What if your computer were 100,000 times faster?

The D-Wave 2000Q is no longer the only quantum computer out there.

After spending years in the realm of theory and even more in development, quantum computers are about to define and conquer their niche in the data-crunching market.

Alibaba, China’s rival to Amazon, recently announced that it’s offering quantum computing services to its cloud customers. Its quantum machine is rated as the world’s second-fastest, lagging only behind one built by Intel and IBM, which is already serving customers in the cloud.

Microsoft is also getting into the quantum game, investing tens of millions in partnership with the University of Copenhagen. Also joining the fray is Google, which hopes to be on-line with a 72-qubit chip, which Google physicist John Martinis says will give them “quantum supremacy”.


Conventional computers manipulate digital “bits”, stored as ones or zeros, commonly known as the binary system. Quantum computers use “qubits”, which, thanks to the eccentricities of quantum physics, can represent a zero, a one, any value between one and zero, or both one and zero simultaneously. Therefore, quantum’s potential applications are nearly limitless.

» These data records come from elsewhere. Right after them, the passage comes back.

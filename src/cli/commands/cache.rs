//! Cache command - inspect cache state and reclaim stale entries

use crate::build::DIST_DIRNAME;
use crate::cache::{dir_size, format_bytes, CacheEntryName, DependencyCache, Reclaimer};
use crate::cli::args::{CacheAction, CacheArgs, OutputFormat};
use crate::config::Config;
use crate::diag::{DebugSink, STDERR_DEBUG_ENV};
use crate::error::{PyzpackError, PyzpackResult};
use chrono::{DateTime, Local};
use console::style;
use std::env;
use std::fs;
use std::path::{Path, PathBuf};

/// Execute the cache command
pub async fn execute(args: CacheArgs) -> PyzpackResult<()> {
    match args.action {
        CacheAction::List { root, format } => list_entries(root, format),
        CacheAction::Info {
            package_dir,
            requirements,
        } => show_package_info(package_dir, requirements).await,
        CacheAction::Reclaim {
            site_packages,
            build_id,
            dry_run,
        } => reclaim_entries(&site_packages, build_id, dry_run),
    }
}

/// One row of `cache list` output
#[derive(Debug)]
struct EntryRow {
    name: String,
    size: u64,
    modified: Option<DateTime<Local>>,
    locked: bool,
}

/// List the cache entries under a runtime cache root
fn list_entries(root: Option<PathBuf>, format: OutputFormat) -> PyzpackResult<()> {
    let explicit = root.is_some();
    let root = match root {
        Some(r) => r,
        None => default_cache_root()?,
    };

    if !root.exists() {
        if explicit {
            return Err(PyzpackError::PathNotFound(root));
        }
        println!("No cache entries found.");
        return Ok(());
    }

    let entries = collect_entries(&root)?;

    if entries.is_empty() {
        println!("No cache entries found.");
        return Ok(());
    }

    match format {
        OutputFormat::Table => print_entry_table(&entries),
        OutputFormat::Json => print_entry_json(&entries)?,
        OutputFormat::Plain => print_entry_plain(&entries),
    }

    Ok(())
}

/// Runtime cache root the packaged archives unpack into by default
fn default_cache_root() -> PyzpackResult<PathBuf> {
    dirs::home_dir()
        .map(|home| home.join(".shiv"))
        .ok_or_else(|| {
            PyzpackError::User("cannot determine the home directory; pass --root".to_string())
        })
}

fn collect_entries(root: &Path) -> PyzpackResult<Vec<EntryRow>> {
    let mut rows = Vec::new();

    let dir = fs::read_dir(root)
        .map_err(|e| PyzpackError::io(format!("reading cache root {}", root.display()), e))?;
    for entry in dir {
        let entry = entry
            .map_err(|e| PyzpackError::io(format!("reading cache root {}", root.display()), e))?;
        let path = entry.path();
        if !path.is_dir() {
            continue;
        }

        let Some(name) = entry.file_name().to_str().map(str::to_string) else {
            continue;
        };
        let Some(parsed) = CacheEntryName::parse(&name) else {
            continue;
        };

        let modified = entry
            .metadata()
            .ok()
            .and_then(|m| m.modified().ok())
            .map(DateTime::from);

        rows.push(EntryRow {
            locked: root.join(parsed.lock_marker_name()).exists(),
            size: dir_size(&path),
            modified,
            name,
        });
    }

    rows.sort_by(|a, b| a.name.cmp(&b.name));
    Ok(rows)
}

fn print_entry_table(entries: &[EntryRow]) {
    println!("{:<70} {:>10} {:<17} {:<6}", "ENTRY", "SIZE", "MODIFIED", "LOCK");
    println!("{}", "-".repeat(105));

    let mut total = 0u64;
    for row in entries {
        let modified = row
            .modified
            .map(|m| m.format("%Y-%m-%d %H:%M").to_string())
            .unwrap_or_else(|| "-".to_string());
        let lock = if row.locked { "yes" } else { "-" };

        println!(
            "{:<70} {:>10} {:<17} {:<6}",
            row.name,
            format_bytes(row.size),
            modified,
            lock
        );
        total += row.size;
    }

    println!();
    println!("Total: {} entry(ies), {}", entries.len(), format_bytes(total));
}

fn print_entry_json(entries: &[EntryRow]) -> PyzpackResult<()> {
    #[derive(serde::Serialize)]
    struct EntryJson {
        name: String,
        size_bytes: u64,
        modified: Option<String>,
        locked: bool,
    }

    let json_entries: Vec<EntryJson> = entries
        .iter()
        .map(|row| EntryJson {
            name: row.name.clone(),
            size_bytes: row.size,
            modified: row.modified.map(|m| m.to_rfc3339()),
            locked: row.locked,
        })
        .collect();

    println!("{}", serde_json::to_string_pretty(&json_entries)?);
    Ok(())
}

fn print_entry_plain(entries: &[EntryRow]) {
    for row in entries {
        println!("{}", row.name);
    }
}

/// Show manifest digest vs recorded digest for a package directory
async fn show_package_info(
    package_dir: Option<PathBuf>,
    requirements: Option<PathBuf>,
) -> PyzpackResult<()> {
    let package_dir = match package_dir {
        Some(p) => p.canonicalize().unwrap_or(p),
        None => {
            env::current_dir().map_err(|e| PyzpackError::io("getting current directory", e))?
        }
    };

    let config = Config::load(&package_dir).await?;
    let requirements = requirements.unwrap_or(config.build.requirements);
    let manifest = package_dir.join(&requirements);

    println!("Package:  {}", package_dir.display());
    println!("Manifest: {}", requirements.display());

    if !manifest.exists() {
        println!();
        println!("No requirements manifest found at this path.");
        return Ok(());
    }

    let cache = DependencyCache::new(manifest, package_dir.join(DIST_DIRNAME));
    let status = cache.status()?;

    println!("Digest:   {}", status.manifest_digest);
    println!(
        "Recorded: {}",
        status.recorded_digest.as_deref().unwrap_or("none")
    );
    println!();

    if status.fresh {
        println!(
            "{} Dependencies are up to date; the next build will skip the install.",
            style("✓").green()
        );
    } else if status.recorded_digest.is_none() {
        println!(
            "{} No previous install; the next build will install dependencies.",
            style("○").dim()
        );
    } else {
        println!(
            "{} Manifest changed; the next build will reinstall dependencies.",
            style("!").yellow()
        );
    }

    Ok(())
}

/// Delete stale sibling entries of the current build's cache entry
fn reclaim_entries(site_packages: &Path, build_id: String, dry_run: bool) -> PyzpackResult<()> {
    let sink = DebugSink::new(env::var_os(STDERR_DEBUG_ENV).is_some());

    let mut reclaimer = Reclaimer::from_site_packages(site_packages, build_id, sink)?;
    if dry_run {
        reclaimer = reclaimer.with_dry_run();
    }

    let summary = reclaimer.run()?;

    if summary.deleted == 0 {
        println!(
            "No stale cache entries under {} ({} item(s) scanned).",
            reclaimer.cache_root().display(),
            summary.scanned
        );
        return Ok(());
    }

    let verb = if dry_run { "Would delete" } else { "Deleted" };
    println!(
        "{} {} of {} scanned item(s) under {}:",
        verb,
        summary.deleted,
        summary.scanned,
        reclaimer.cache_root().display()
    );
    for path in &summary.entries {
        println!("  {} {}", style("•").red(), path.display());
    }
    println!();

    if dry_run {
        println!(
            "Dry run - nothing removed. {} reclaimable.",
            format_bytes(summary.bytes_reclaimed)
        );
    } else {
        println!(
            "{} Freed {}, removed {} lock marker(s)",
            style("✓").green(),
            format_bytes(summary.bytes_reclaimed),
            summary.locks_removed
        );
    }

    Ok(())
}

#[cfg(test)]
mod tests {
    use super::*;
    use tempfile::TempDir;

    fn build_id(c: char) -> String {
        std::iter::repeat(c).take(64).collect()
    }

    #[test]
    fn collect_entries_skips_non_cache_names() {
        let root = TempDir::new().unwrap();
        let entry = format!("myapp_{}", build_id('a'));
        fs::create_dir(root.path().join(&entry)).unwrap();
        fs::write(root.path().join(&entry).join("f.bin"), vec![0u8; 32]).unwrap();
        fs::write(root.path().join(format!(".myapp_{}_lock", build_id('a'))), "").unwrap();

        // Not cache entries: too short, and a plain file.
        fs::create_dir(root.path().join("tmp")).unwrap();
        fs::write(root.path().join(build_id('b')), "file").unwrap();

        let rows = collect_entries(root.path()).unwrap();

        assert_eq!(rows.len(), 1);
        assert_eq!(rows[0].name, entry);
        assert_eq!(rows[0].size, 32);
        assert!(rows[0].locked);
        assert!(rows[0].modified.is_some());
    }

    #[test]
    fn collect_entries_sorted_and_unlocked() {
        let root = TempDir::new().unwrap();
        for c in ['c', 'a', 'b'] {
            fs::create_dir(root.path().join(format!("app_{}", build_id(c)))).unwrap();
        }

        let rows = collect_entries(root.path()).unwrap();

        let names: Vec<_> = rows.iter().map(|r| r.name.as_str()).collect();
        assert_eq!(
            names,
            vec![
                format!("app_{}", build_id('a')).as_str(),
                format!("app_{}", build_id('b')).as_str(),
                format!("app_{}", build_id('c')).as_str(),
            ]
        );
        assert!(rows.iter().all(|r| !r.locked));
    }

    #[test]
    fn collect_entries_missing_root_errors() {
        let root = TempDir::new().unwrap();
        let err = collect_entries(&root.path().join("absent")).unwrap_err();
        assert!(matches!(err, PyzpackError::Io { .. }));
    }
}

As a conventional bit represents only one value, a single qubit can hold vastly more information. By ganging together several qubits, a quantum computer exponentially increases the number of ideas or solutions it can generate at the same instant. Wrap your brain around that possibility.


Despite the big tech names involved, it’s a specialized niche: the technology is quite complex and the development cost high. But because quantum computers work faster than silicon-based machines, they also save significant amounts of energy.

Quantum computers promise the ability to eventually operate as much as 100,000 times faster than the notebook computer or tower on your desk, in part because its components simultaneously act as memory and processor.

This means that a quantum computer can analyze staggeringly difficult problems, such as figuring out how a complex protein folds inside a human cell, returning a myriad of probable solutions in micro-seconds.

Note: Quantum computers typically “think” in terms of probabilities, not certainties, often leaving humans with the task of then choosing the best solution to a problem.

And the complexity doesn’t end there. Qubits are exquisitely sensitive to external disturbances, so D-Wave’s machine, for example, operates at a temperature just 0.015°F above absolute zero. It also screens out the Earth’s magnetic field and sequesters its qubits in a vacuum, claiming to reduce everyday air pressure by ten billion times.


These amazing capabilities dramatically cut down on the normal environmental interferences and “noise” that traditional computers, and the humans around them face, allowing for much smoother functioning even under harsh conditions.

So far, qubits have found their most comfortable home inside metal atoms, such as phosphorus, governed by precisely controlled magnetic fields. But now, researchers at Australia’s University of New South Wales have designed a quantum computer that puts its qubits in silicon chips, managing them with electricity instead of magnetism. This will make it far easier for quantum computing systems to integrate with today’s standard silicon-based computers. And cheaper, too.

It has also allowed the University’s team to dream of surpassing Alibaba’s current 11-qubit design and IBM’s 20-qubit machine, on the way to creating the industry’s holy grail of a standard 30-qubit computer. In practical terms, a 30-qubit computer would work 1,000 times faster than today’s notebooks. Recently, the University created a tech company, Silicon Quantum Computing, to commercialize their creation. It’s to be seen if they can surpass Google’s incredible 72-qubit vision of the future.